Task prompt >> Look through the data and write out every line with the word "options" in it.

Stored items:
BEGIN

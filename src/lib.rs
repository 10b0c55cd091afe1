//! Desktop client for a Hack or Snooze story board: browse stories, log in,
//! submit and delete your own stories, and keep a list of favorites.

pub mod api;
pub mod app;
pub mod config;
pub mod db;
pub mod error;
pub mod models;
pub mod pages;
pub mod session;
pub mod stories;
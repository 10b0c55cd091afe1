use anyhow::Context;
use eframe::egui::ViewportBuilder;
use std::sync::Arc;
use tracing::{error, info};
use tracing_subscriber::EnvFilter;

use hack_or_snooze::api::HackOrSnoozeClient;
use hack_or_snooze::app::HackOrSnoozeApp;
use hack_or_snooze::config::AppConfig;
use hack_or_snooze::db::CredentialStore;

fn main() -> anyhow::Result<()> {
    tracing_subscriber::fmt()
        .with_env_filter(
            EnvFilter::try_from_default_env()
                .unwrap_or_else(|_| EnvFilter::new("hack_or_snooze=info")),
        )
        .init();

    let config_path = AppConfig::default_path()?;
    let config = AppConfig::load(&config_path)?;
    info!(api = %config.api.base_url, "starting");

    let api = HackOrSnoozeClient::new(&config.api).context("Failed to create HTTP client")?;

    // Without a credential store the app still works, the user just has to
    // log in again next time.
    let credentials = match config
        .data_dir()
        .and_then(|dir| CredentialStore::open_default(&dir))
    {
        Ok(store) => Some(store),
        Err(e) => {
            error!("Failed to open credential store: {:#}", e);
            None
        }
    };

    let options = eframe::NativeOptions {
        viewport: ViewportBuilder::default()
            .with_inner_size([1000.0, 760.0])
            .with_min_inner_size([640.0, 480.0])
            .with_title("Hack or Snooze"),
        ..Default::default()
    };

    eframe::run_native(
        "Hack or Snooze",
        options,
        Box::new(move |cc| {
            let is_dark_mode = cc
                .storage
                .and_then(|storage| storage.get_string("is_dark_mode"))
                .and_then(|value| value.parse::<bool>().ok())
                .unwrap_or(true);

            Ok(Box::new(HackOrSnoozeApp::new(
                cc.egui_ctx.clone(),
                Arc::new(api),
                credentials,
                is_dark_mode,
            )))
        }),
    )
    .map_err(|e| anyhow::anyhow!("window closed with an error: {}", e))
}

END

Output >>
    let options = eframe::NativeOptions {
        options,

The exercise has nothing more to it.